• TASK REQUIREMENTS: Which lines of the entries contain the string "impl"? Please find them and copy them.

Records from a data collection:
◇ ◇ ◇ ◇ ◇
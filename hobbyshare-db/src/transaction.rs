use crate::{
    Result,
    client::{fetch_post_hobby_tags, fetch_post_images},
    record::{HobbyTagRecord, PostImageRecord, PostRecord},
};
use async_trait::async_trait;
use hobbyshare_common::{
    model::{
        Id,
        post::{Post, PostContent, PostImage, PostImageMarker, PostMarker},
        tag::{HobbyTag, HobbyTagMarker},
        user::UserMarker,
    },
    store::{self, PostTransaction},
};
use sqlx::{Postgres, Transaction, query, query_as, query_scalar};
use std::fmt::{Debug, Formatter};

/// A write transaction. Dropping it without [`DbTransaction::commit`] rolls back.
pub struct DbTransaction {
    tx: Transaction<'static, Postgres>,
}

impl Debug for DbTransaction {
    fn fmt(&self, f: &mut Formatter<'_>) -> std::fmt::Result {
        f.debug_struct("DbTransaction").finish_non_exhaustive()
    }
}

impl DbTransaction {
    pub(crate) fn new(tx: Transaction<'static, Postgres>) -> Self {
        Self { tx }
    }

    /// Loads and row-locks a post with its images and tags.
    pub async fn fetch_post(&mut self, post_id: Id<PostMarker>) -> Result<Option<Post>> {
        let Some(record) = query_as::<_, PostRecord>(
            "
            SELECT
                posts.post_id,
                posts.user_id,
                posts.title,
                posts.content
            FROM
                posts.posts
            WHERE
                posts.post_id = $1
            FOR UPDATE
            ",
        )
        .bind(post_id.to_db())
        .fetch_optional(&mut *self.tx)
        .await?
        else {
            return Ok(None);
        };

        let ids = [record.post_id];
        let images = fetch_post_images(&mut self.tx, &ids)
            .await?
            .remove(&record.post_id)
            .unwrap_or_default();
        let hobby_tags = fetch_post_hobby_tags(&mut self.tx, &ids)
            .await?
            .remove(&record.post_id)
            .unwrap_or_default();

        Ok(Some(Post {
            id: post_id,
            author: Id::from_db(record.user_id)?,
            content: record.content()?,
            images,
            hobby_tags,
        }))
    }

    pub async fn create_post(
        &mut self,
        author: Id<UserMarker>,
        content: &PostContent,
    ) -> Result<Id<PostMarker>> {
        let post_id = query_scalar::<_, i64>(
            "
            INSERT INTO posts.posts (user_id, title, content)
            VALUES ($1, $2, $3)
            RETURNING posts.post_id
            ",
        )
        .bind(author.to_db())
        .bind(content.title())
        .bind(content.content())
        .fetch_one(&mut *self.tx)
        .await?;

        Ok(Id::from_db(post_id)?)
    }

    pub async fn update_post_content(
        &mut self,
        post_id: Id<PostMarker>,
        content: &PostContent,
    ) -> Result<()> {
        query(
            "
            UPDATE posts.posts
            SET title = $2, content = $3, updated_at = now()
            WHERE posts.post_id = $1
            ",
        )
        .bind(post_id.to_db())
        .bind(content.title())
        .bind(content.content())
        .execute(&mut *self.tx)
        .await?;

        Ok(())
    }

    pub async fn delete_post(&mut self, post_id: Id<PostMarker>) -> Result<()> {
        query("DELETE FROM posts.posts WHERE posts.post_id = $1")
            .bind(post_id.to_db())
            .execute(&mut *self.tx)
            .await?;

        Ok(())
    }

    pub async fn create_post_image(
        &mut self,
        post_id: Id<PostMarker>,
        url: &str,
    ) -> Result<PostImage> {
        let record = query_as::<_, PostImageRecord>(
            "
            INSERT INTO posts.post_images (post_id, url)
            VALUES ($1, $2)
            RETURNING post_images.post_image_id, post_images.post_id, post_images.url
            ",
        )
        .bind(post_id.to_db())
        .bind(url)
        .fetch_one(&mut *self.tx)
        .await?;

        Ok(PostImage::try_from(record)?)
    }

    pub async fn delete_post_image(&mut self, image_id: Id<PostImageMarker>) -> Result<()> {
        query("DELETE FROM posts.post_images WHERE post_images.post_image_id = $1")
            .bind(image_id.to_db())
            .execute(&mut *self.tx)
            .await?;

        Ok(())
    }

    pub async fn fetch_hobby_tags_by_names(&mut self, names: &[String]) -> Result<Vec<HobbyTag>> {
        let records = query_as::<_, HobbyTagRecord>(
            "
            SELECT
                hobby_tags.hobby_tag_id,
                hobby_tags.name
            FROM
                hobbies.hobby_tags
            WHERE
                hobby_tags.name = ANY($1)
            ORDER BY
                hobby_tags.hobby_tag_id
            ",
        )
        .bind(names)
        .fetch_all(&mut *self.tx)
        .await?;

        let tags = records
            .into_iter()
            .map(HobbyTag::try_from)
            .collect::<Result<_, _>>()?;
        Ok(tags)
    }

    pub async fn replace_post_hobby_tags(
        &mut self,
        post_id: Id<PostMarker>,
        tags: &[Id<HobbyTagMarker>],
    ) -> Result<()> {
        query("DELETE FROM posts.post_hobby_tags WHERE post_hobby_tags.post_id = $1")
            .bind(post_id.to_db())
            .execute(&mut *self.tx)
            .await?;

        if tags.is_empty() {
            return Ok(());
        }

        let tag_ids: Vec<i64> = tags.iter().copied().map(Id::to_db).collect();
        query(
            "
            INSERT INTO posts.post_hobby_tags (post_id, hobby_tag_id)
            SELECT $1, tag_id FROM UNNEST($2::BIGINT[]) AS tag_id
            ON CONFLICT DO NOTHING
            ",
        )
        .bind(post_id.to_db())
        .bind(tag_ids)
        .execute(&mut *self.tx)
        .await?;

        Ok(())
    }

    pub async fn commit(self) -> Result<()> {
        self.tx.commit().await?;
        Ok(())
    }
}

#[async_trait]
impl PostTransaction for DbTransaction {
    async fn fetch_post(&mut self, post_id: Id<PostMarker>) -> store::Result<Option<Post>> {
        Ok(DbTransaction::fetch_post(self, post_id).await?)
    }

    async fn create_post(
        &mut self,
        author: Id<UserMarker>,
        content: &PostContent,
    ) -> store::Result<Id<PostMarker>> {
        Ok(DbTransaction::create_post(self, author, content).await?)
    }

    async fn update_post_content(
        &mut self,
        post_id: Id<PostMarker>,
        content: &PostContent,
    ) -> store::Result<()> {
        Ok(DbTransaction::update_post_content(self, post_id, content).await?)
    }

    async fn delete_post(&mut self, post_id: Id<PostMarker>) -> store::Result<()> {
        Ok(DbTransaction::delete_post(self, post_id).await?)
    }

    async fn create_post_image(
        &mut self,
        post_id: Id<PostMarker>,
        url: &str,
    ) -> store::Result<PostImage> {
        Ok(DbTransaction::create_post_image(self, post_id, url).await?)
    }

    async fn delete_post_image(&mut self, image_id: Id<PostImageMarker>) -> store::Result<()> {
        Ok(DbTransaction::delete_post_image(self, image_id).await?)
    }

    async fn fetch_hobby_tags_by_names(
        &mut self,
        names: &[String],
    ) -> store::Result<Vec<HobbyTag>> {
        Ok(DbTransaction::fetch_hobby_tags_by_names(self, names).await?)
    }

    async fn replace_post_hobby_tags(
        &mut self,
        post_id: Id<PostMarker>,
        tags: &[Id<HobbyTagMarker>],
    ) -> store::Result<()> {
        Ok(DbTransaction::replace_post_hobby_tags(self, post_id, tags).await?)
    }

    async fn commit(self) -> store::Result<()> {
        Ok(DbTransaction::commit(self).await?)
    }
}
◇ ◇ ◇ ◇ ◇
• RESPONSE FOR THIS EXERCISE:
impl Debug for DbTransaction {
impl DbTransaction {
impl PostTransaction for DbTransaction {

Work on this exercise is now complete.